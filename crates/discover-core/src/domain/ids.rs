//! Strongly-typed ULID identifiers.
//!
//! `Id<T>` shares one implementation across id kinds while the marker type
//! `T` keeps them apart at compile time: a `CorrelationId` cannot be passed
//! where a `SuggestionId` is expected.

use serde::{Deserialize, Serialize};
use std::fmt;
use std::marker::PhantomData;
use ulid::Ulid;

/// Marker trait providing the display prefix of an id kind.
pub trait IdMarker: Send + Sync + 'static {
    fn prefix() -> &'static str;
}

#[repr(transparent)]
#[derive(Debug, Clone, Copy, PartialEq, Eq, Hash, PartialOrd, Ord, Serialize, Deserialize)]
#[serde(transparent, bound = "")]
pub struct Id<T: IdMarker> {
    ulid: Ulid,
    #[serde(skip)]
    _marker: PhantomData<T>,
}

impl<T: IdMarker> Id<T> {
    pub fn from_ulid(ulid: Ulid) -> Self {
        Self {
            ulid,
            _marker: PhantomData,
        }
    }

    pub fn as_ulid(&self) -> Ulid {
        self.ulid
    }
}

impl<T: IdMarker> From<Ulid> for Id<T> {
    fn from(ulid: Ulid) -> Self {
        Self::from_ulid(ulid)
    }
}

impl<T: IdMarker> fmt::Display for Id<T> {
    fn fmt(&self, f: &mut fmt::Formatter<'_>) -> fmt::Result {
        write!(f, "{}{}", T::prefix(), self.ulid)
    }
}

/// Marker for the per-dispatch correlation id.
#[derive(Debug, Clone, Copy, PartialEq, Eq, Hash, PartialOrd, Ord)]
pub enum Correlation {}

impl IdMarker for Correlation {
    fn prefix() -> &'static str {
        "corr-"
    }
}

/// Marker for persisted suggestions.
#[derive(Debug, Clone, Copy, PartialEq, Eq, Hash, PartialOrd, Ord)]
pub enum SuggestionMarker {}

impl IdMarker for SuggestionMarker {
    fn prefix() -> &'static str {
        "suggestion-"
    }
}

/// Ties log events of one handler invocation together.
pub type CorrelationId = Id<Correlation>;

/// ULIDs sort by creation time, so newer suggestions compare greater.
pub type SuggestionId = Id<SuggestionMarker>;

#[cfg(test)]
mod tests {
    use super::*;

    #[test]
    fn display_uses_kind_prefix() {
        let ulid = Ulid::new();
        let corr = CorrelationId::from_ulid(ulid);
        let sugg = SuggestionId::from_ulid(ulid);

        assert_eq!(corr.to_string(), format!("corr-{ulid}"));
        assert_eq!(sugg.to_string(), format!("suggestion-{ulid}"));
    }

    #[test]
    fn serializes_as_bare_ulid() {
        let ulid = Ulid::new();
        let id = SuggestionId::from_ulid(ulid);
        let json = serde_json::to_string(&id).unwrap();
        assert_eq!(json, format!("\"{ulid}\""));

        let back: SuggestionId = serde_json::from_str(&json).unwrap();
        assert_eq!(back, id);
    }
}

******************************

Problem description
From the records above, copy every line that includes the word "Deserialize".

Output below
use serde::{Deserialize, Serialize};
#[derive(Debug, Clone, Copy, PartialEq, Eq, Hash, PartialOrd, Ord, Serialize, Deserialize)]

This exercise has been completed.